* PROBLEM DETAILS
Please repeat the lines below, exactly and only, from the one that holds "let launched = provider.launches().await[0].id.clone();" through the one that holds "async fn test_launch_controller()".
───
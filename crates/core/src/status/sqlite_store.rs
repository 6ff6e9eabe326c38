//! SQLite-backed status store implementation.

use std::path::Path;
use std::sync::{Mutex, MutexGuard};
use std::time::Duration;

use chrono::{DateTime, SecondsFormat, Utc};
use rusqlite::{params, Connection, OptionalExtension};

use super::{ItemStatus, StatusError, StatusStore, WorkItem};

/// How long a writer waits for another process holding the database lock.
const BUSY_TIMEOUT: Duration = Duration::from_secs(5);

/// Raw row as stored, before status and timestamp validation.
type RawRow = (String, String, String, String, Option<String>);

/// SQLite-backed status store.
///
/// A file-backed store is opened in WAL mode so the controller and worker
/// processes can share it.
pub struct SqliteStatusStore {
    conn: Mutex<Connection>,
}

impl SqliteStatusStore {
    /// Open (or create) the status database at `path`.
    pub fn new(path: &Path) -> Result<Self, StatusError> {
        let conn = Connection::open(path)?;
        conn.busy_timeout(BUSY_TIMEOUT)?;
        let _mode: String = conn.query_row("PRAGMA journal_mode=WAL", [], |row| row.get(0))?;
        Self::initialize_schema(&conn)?;
        Ok(Self {
            conn: Mutex::new(conn),
        })
    }

    /// Create an in-memory store (useful for testing).
    pub fn in_memory() -> Result<Self, StatusError> {
        let conn = Connection::open_in_memory()?;
        Self::initialize_schema(&conn)?;
        Ok(Self {
            conn: Mutex::new(conn),
        })
    }

    fn initialize_schema(conn: &Connection) -> Result<(), StatusError> {
        conn.execute_batch(
            r#"
            CREATE TABLE IF NOT EXISTS work_items (
                group_key TEXT NOT NULL,
                item_key TEXT NOT NULL,
                status TEXT NOT NULL,
                last_updated TEXT NOT NULL,
                error_message TEXT,
                PRIMARY KEY (group_key, item_key)
            );

            CREATE INDEX IF NOT EXISTS idx_work_items_status ON work_items(group_key, status);
            "#,
        )?;
        Ok(())
    }

    pub(crate) fn conn(&self) -> Result<MutexGuard<'_, Connection>, StatusError> {
        self.conn
            .lock()
            .map_err(|_| StatusError::Database("connection lock poisoned".to_string()))
    }

    fn read_row(row: &rusqlite::Row) -> rusqlite::Result<RawRow> {
        Ok((row.get(0)?, row.get(1)?, row.get(2)?, row.get(3)?, row.get(4)?))
    }

    /// Validate a raw row. Unknown status strings are rejected here rather
    /// than handed to callers.
    fn into_item(raw: RawRow) -> Result<WorkItem, StatusError> {
        let (group, item, status, last_updated, error_message) = raw;

        let status = status
            .parse::<ItemStatus>()
            .map_err(|e| StatusError::UnknownStatus {
                group: group.clone(),
                item: item.clone(),
                value: e.0,
            })?;

        let last_updated = DateTime::parse_from_rfc3339(&last_updated)
            .map(|dt| dt.with_timezone(&Utc))
            .map_err(|_| StatusError::InvalidTimestamp {
                group: group.clone(),
                item: item.clone(),
                value: last_updated.clone(),
            })?;

        Ok(WorkItem {
            group,
            item,
            status,
            last_updated,
            error_message,
        })
    }

    fn timestamp(now: DateTime<Utc>) -> String {
        now.to_rfc3339_opts(SecondsFormat::Micros, true)
    }
}

impl StatusStore for SqliteStatusStore {
    fn items_by_group(&self, group: &str) -> Result<Vec<WorkItem>, StatusError> {
        let conn = self.conn()?;

        let mut stmt = conn.prepare(
            "SELECT group_key, item_key, status, last_updated, error_message FROM work_items WHERE group_key = ? ORDER BY rowid ASC",
        )?;

        let rows = stmt.query_map(params![group], Self::read_row)?;

        let mut items = Vec::new();
        for row in rows {
            items.push(Self::into_item(row?)?);
        }
        Ok(items)
    }

    fn get(&self, group: &str, item: &str) -> Result<Option<WorkItem>, StatusError> {
        let conn = self.conn()?;

        let raw = conn
            .query_row(
                "SELECT group_key, item_key, status, last_updated, error_message FROM work_items WHERE group_key = ? AND item_key = ?",
                params![group, item],
                Self::read_row,
            )
            .optional()?;

        raw.map(Self::into_item).transpose()
    }

    fn set_status(
        &self,
        group: &str,
        item: &str,
        status: ItemStatus,
        error_message: Option<&str>,
    ) -> Result<(), StatusError> {
        let conn = self.conn()?;

        conn.execute(
            r#"
            INSERT INTO work_items (group_key, item_key, status, last_updated, error_message)
            VALUES (?1, ?2, ?3, ?4, ?5)
            ON CONFLICT (group_key, item_key) DO UPDATE SET
                status = excluded.status,
                last_updated = excluded.last_updated,
                error_message = COALESCE(excluded.error_message, work_items.error_message)
            "#,
            params![
                group,
                item,
                status.as_str(),
                Self::timestamp(Utc::now()),
                error_message
            ],
        )?;

        Ok(())
    }

    fn seed_items(&self, group: &str, items: &[String]) -> Result<usize, StatusError> {
        let mut conn = self.conn()?;
        let tx = conn.transaction()?;
        let now = Self::timestamp(Utc::now());

        let mut inserted = 0;
        {
            let mut stmt = tx.prepare(
                "INSERT OR IGNORE INTO work_items (group_key, item_key, status, last_updated) VALUES (?, ?, ?, ?)",
            )?;
            for item in items {
                inserted += stmt.execute(params![group, item, ItemStatus::Pending.as_str(), now])?;
            }
        }

        tx.commit()?;
        Ok(inserted)
    }
}
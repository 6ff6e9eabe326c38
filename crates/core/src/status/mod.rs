//! Work-item status tracking.
//!
//! Every work item is a `(group, item)` pair with exactly one [`ItemStatus`].
//! The controller claims PENDING items, workers report the terminal status.

mod sqlite_store;
mod store;
mod types;

pub use sqlite_store::SqliteStatusStore;
pub use store::{StatusError, StatusStore};
pub use types::{GroupStats, ItemStatus, WorkItem};
//! Worker launcher.
//!
//! Creates one compute instance per `(group, item)` pair. Capacity and
//! admission control belong to the caller; the launcher only validates the
//! parameters, builds the launch spec and talks to the provider.

mod boot;

use std::sync::Arc;

use thiserror::Error;
use tracing::{debug, error, info, warn};

use crate::compute::{
    ComputeError, ComputeProvider, InstanceId, InstanceRole, LaunchSpec, Tags, TAG_GROUP,
    TAG_ITEM, TAG_NAME, TAG_PURPOSE,
};
use crate::config::ComputeConfig;

pub use boot::{validate_param, BootConfig, BrowserSpec, InstallManifest, LogShippingSpec};

/// Errors from launching an instance.
#[derive(Debug, Clone, Error)]
pub enum LaunchError {
    /// A launch parameter failed validation.
    #[error("invalid {name} {value:?}: {reason}")]
    InvalidParameter {
        name: &'static str,
        value: String,
        reason: &'static str,
    },

    /// The provider failed to create or start the instance.
    #[error(transparent)]
    Compute(#[from] ComputeError),
}

/// Launches worker and controller instances through a compute provider.
#[derive(Clone)]
pub struct WorkerLauncher {
    provider: Arc<dyn ComputeProvider>,
    worker_instance_type: String,
    controller_instance_type: String,
    manifest: InstallManifest,
    wait_for_running: bool,
}

impl WorkerLauncher {
    /// Create a launcher using the instance types and manifest from `config`.
    pub fn new(provider: Arc<dyn ComputeProvider>, config: &ComputeConfig) -> Self {
        Self {
            provider,
            worker_instance_type: config.worker_instance_type.clone(),
            controller_instance_type: config.controller_instance_type.clone(),
            manifest: config.manifest.clone(),
            wait_for_running: true,
        }
    }

    /// Whether `launch` blocks until the instance is running (default: true).
    pub fn with_wait_for_running(mut self, wait: bool) -> Self {
        self.wait_for_running = wait;
        self
    }

    /// Build the launch spec for a worker without creating anything.
    pub fn worker_spec(&self, group: &str, item: &str) -> Result<LaunchSpec, LaunchError> {
        validate_param("group", group)?;
        validate_param("item", item)?;

        let mut tags = Self::base_tags(InstanceRole::Worker, group);
        tags.insert(
            TAG_NAME.to_string(),
            format!("{}-{}-{}", InstanceRole::Worker.purpose(), group, item),
        );
        tags.insert(TAG_ITEM.to_string(), item.to_string());

        Ok(LaunchSpec {
            instance_type: self.worker_instance_type.clone(),
            boot: BootConfig::worker(group, item, self.manifest.clone()),
            tags,
        })
    }

    /// Build the launch spec for a controller without creating anything.
    pub fn controller_spec(&self, group: &str) -> Result<LaunchSpec, LaunchError> {
        validate_param("group", group)?;

        let mut tags = Self::base_tags(InstanceRole::Controller, group);
        tags.insert(
            TAG_NAME.to_string(),
            format!("{}-{}", InstanceRole::Controller.purpose(), group),
        );

        Ok(LaunchSpec {
            instance_type: self.controller_instance_type.clone(),
            boot: BootConfig::controller(group, self.manifest.clone()),
            tags,
        })
    }

    /// Create a worker instance for `(group, item)` and return its id.
    pub async fn launch(&self, group: &str, item: &str) -> Result<InstanceId, LaunchError> {
        let spec = self.worker_spec(group, item)?;
        self.create(&spec).await
    }

    /// Create a controller instance supervising `group`.
    pub async fn launch_controller(&self, group: &str) -> Result<InstanceId, LaunchError> {
        let spec = self.controller_spec(group)?;
        self.create(&spec).await
    }

    async fn create(&self, spec: &LaunchSpec) -> Result<InstanceId, LaunchError> {
        let id = self.provider.run_instance(spec).await?;
        info!(
            instance_id = %id,
            role = ?spec.role(),
            group = %spec.boot.group,
            item = spec.boot.item.as_deref().unwrap_or("-"),
            provider = self.provider.name(),
            "Launched instance"
        );

        if self.wait_for_running {
            debug!(instance_id = %id, "Waiting for instance to be running");
            if let Err(e) = self.provider.wait_until_running(&id).await {
                // The instance exists; release it so a retry cannot double up.
                warn!(instance_id = %id, error = %e, "Instance failed to start, terminating it");
                if let Err(term_err) = self
                    .provider
                    .terminate_instances(std::slice::from_ref(&id))
                    .await
                {
                    error!(
                        instance_id = %id,
                        error = %term_err,
                        "Failed to terminate instance that did not start"
                    );
                }
                return Err(e.into());
            }
        }

        Ok(id)
    }

    fn base_tags(role: InstanceRole, group: &str) -> Tags {
        let mut tags = Tags::new();
        tags.insert(TAG_PURPOSE.to_string(), role.purpose().to_string());
        tags.insert(TAG_GROUP.to_string(), group.to_string());
        tags
    }
}

#[cfg(test)]
mod tests {
    use super::*;
    use crate::compute::InstanceFilter;
    use crate::testing::MockComputeProvider;

    fn launcher(provider: &Arc<MockComputeProvider>) -> WorkerLauncher {
        WorkerLauncher::new(
            Arc::clone(provider) as Arc<dyn ComputeProvider>,
            &ComputeConfig::default(),
        )
    }

    #[tokio::test]
    async fn test_launch_tags_instance() {
        let provider = Arc::new(MockComputeProvider::new());
        let id = launcher(&provider).launch("UK", "London").await.unwrap();

        let instances = provider
            .describe_instances(&InstanceFilter::new())
            .await
            .unwrap();
        assert_eq!(instances.len(), 1);
        let instance = &instances[0];
        assert_eq!(instance.id, id);
        assert_eq!(instance.tag(TAG_PURPOSE), Some("scrapefleet-worker"));
        assert_eq!(instance.tag(TAG_GROUP), Some("UK"));
        assert_eq!(instance.tag(TAG_ITEM), Some("London"));
        assert_eq!(instance.tag(TAG_NAME), Some("scrapefleet-worker-UK-London"));
    }

    #[tokio::test]
    async fn test_launch_passes_boot_config() {
        let provider = Arc::new(MockComputeProvider::new());
        launcher(&provider).launch("FR", "Paris").await.unwrap();

        let launches = provider.launches().await;
        assert_eq!(launches.len(), 1);
        let spec = &launches[0].spec;
        assert_eq!(spec.boot.role, InstanceRole::Worker);
        assert_eq!(spec.boot.group, "FR");
        assert_eq!(spec.boot.item.as_deref(), Some("Paris"));
        assert_eq!(spec.instance_type, ComputeConfig::default().worker_instance_type);
    }

    #[tokio::test]
    async fn test_launch_waits_for_running() {
        let provider = Arc::new(MockComputeProvider::new());
        launcher(&provider).launch("UK", "London").await.unwrap();
        assert_eq!(provider.wait_calls().await, 1);

        launcher(&provider)
            .with_wait_for_running(false)
            .launch("UK", "Leeds")
            .await
            .unwrap();
        assert_eq!(provider.wait_calls().await, 1);
    }

    #[tokio::test]
    async fn test_failed_start_terminates_instance() {
        let provider = Arc::new(MockComputeProvider::new());
        provider
            .set_next_wait_error(ComputeError::NotRunning {
                id: "pending".to_string(),
                reason: "startup timed out".to_string(),
            })
            .await;

        let result = launcher(&provider).launch("UK", "London").await;
        assert!(matches!(
            result,
            Err(LaunchError::Compute(ComputeError::NotRunning { .. }))
        ));

        let launched = provider.launches().await[0].id.clone();
        assert_eq!(provider.terminations().await, vec![vec![launched]]);
        let active = provider
            .describe_instances(&InstanceFilter::new().active())
            .await
            .unwrap();
        assert!(active.is_empty());
    }

    #[tokio::test]
    async fn test_invalid_item_never_reaches_provider() {
        let provider = Arc::new(MockComputeProvider::new());
        let result = launcher(&provider).launch("UK", "St Albans; rm -rf").await;

        assert!(matches!(result, Err(LaunchError::InvalidParameter { name: "item", .. })));
        assert!(provider.launches().await.is_empty());
    }

    #[tokio::test]
    async fn test_provider_rejection_surfaces() {
        let provider = Arc::new(MockComputeProvider::new());
        provider
            .fail_launch_for("London", ComputeError::LaunchRejected("capacity".to_string()))
            .await;

        let result = launcher(&provider).launch("UK", "London").await;
        assert!(matches!(
            result,
            Err(LaunchError::Compute(ComputeError::LaunchRejected(_)))
        ));
    }

    #[tokio::test]
    async fn test_launch_controller() {
        let provider = Arc::new(MockComputeProvider::new());
        launcher(&provider).launch_controller("UK").await.unwrap();

        let launches = provider.launches().await;
        let spec = &launches[0].spec;
        assert_eq!(spec.boot.role, InstanceRole::Controller);
        assert!(spec.boot.item.is_none());
        assert_eq!(spec.tags.get(TAG_PURPOSE).unwrap(), "scrapefleet-controller");
        assert_eq!(
            spec.instance_type,
            ComputeConfig::default().controller_instance_type
        );
    }
}
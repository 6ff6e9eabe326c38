//! Status store trait and errors.

use thiserror::Error;

use super::{GroupStats, ItemStatus, WorkItem};

/// Error type for status store operations.
#[derive(Debug, Error)]
pub enum StatusError {
    /// Underlying database failure.
    #[error("database error: {0}")]
    Database(String),

    /// A stored row carries a status value outside the known set.
    #[error("item {group}:{item} has unknown status {value:?}")]
    UnknownStatus {
        group: String,
        item: String,
        value: String,
    },

    /// A stored timestamp could not be parsed.
    #[error("item {group}:{item} has invalid last_updated {value:?}")]
    InvalidTimestamp {
        group: String,
        item: String,
        value: String,
    },
}

impl From<rusqlite::Error> for StatusError {
    fn from(e: rusqlite::Error) -> Self {
        StatusError::Database(e.to_string())
    }
}

/// Shared table of work-item statuses, keyed by `(group, item)`.
///
/// Reads always reflect the latest writes; implementations must not cache.
pub trait StatusStore: Send + Sync {
    /// All items of a group, in the store's natural order.
    fn items_by_group(&self, group: &str) -> Result<Vec<WorkItem>, StatusError>;

    /// A single item.
    fn get(&self, group: &str, item: &str) -> Result<Option<WorkItem>, StatusError>;

    /// Overwrite an item's status and stamp `last_updated` with the current time.
    ///
    /// No concurrency control: the last writer wins. When `error_message` is
    /// `None` any previously recorded message is kept.
    fn set_status(
        &self,
        group: &str,
        item: &str,
        status: ItemStatus,
        error_message: Option<&str>,
    ) -> Result<(), StatusError>;

    /// Insert PENDING rows for items that do not exist yet.
    /// Returns the number of rows inserted.
    fn seed_items(&self, group: &str, items: &[String]) -> Result<usize, StatusError>;

    /// Items of a group that are still waiting to be claimed.
    fn pending_items(&self, group: &str) -> Result<Vec<WorkItem>, StatusError> {
        Ok(self
            .items_by_group(group)?
            .into_iter()
            .filter(|item| item.status == ItemStatus::Pending)
            .collect())
    }

    /// Aggregate counts for a group.
    fn group_stats(&self, group: &str) -> Result<GroupStats, StatusError> {
        Ok(GroupStats::from_items(&self.items_by_group(group)?))
    }
}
───
* RESPONSE AREA
        let launched = provider.launches().await[0].id.clone();
        assert_eq!(provider.terminations().await, vec![vec![launched]]);
        let active = provider
            .describe_instances(&InstanceFilter::new().active())
            .await
            .unwrap();
        assert!(active.is_empty());
    }

    #[tokio::test]
    async fn test_invalid_item_never_reaches_provider() {
        let provider = Arc::new(MockComputeProvider::new());
        let result = launcher(&provider).launch("UK", "St Albans; rm -rf").await;

        assert!(matches!(result, Err(LaunchError::InvalidParameter { name: "item", .. })));
        assert!(provider.launches().await.is_empty());
    }

    #[tokio::test]
    async fn test_provider_rejection_surfaces() {
        let provider = Arc::new(MockComputeProvider::new());
        provider
            .fail_launch_for("London", ComputeError::LaunchRejected("capacity".to_string()))
            .await;

        let result = launcher(&provider).launch("UK", "London").await;
        assert!(matches!(
            result,
            Err(LaunchError::Compute(ComputeError::LaunchRejected(_)))
        ));
    }

    #[tokio::test]
    async fn test_launch_controller() {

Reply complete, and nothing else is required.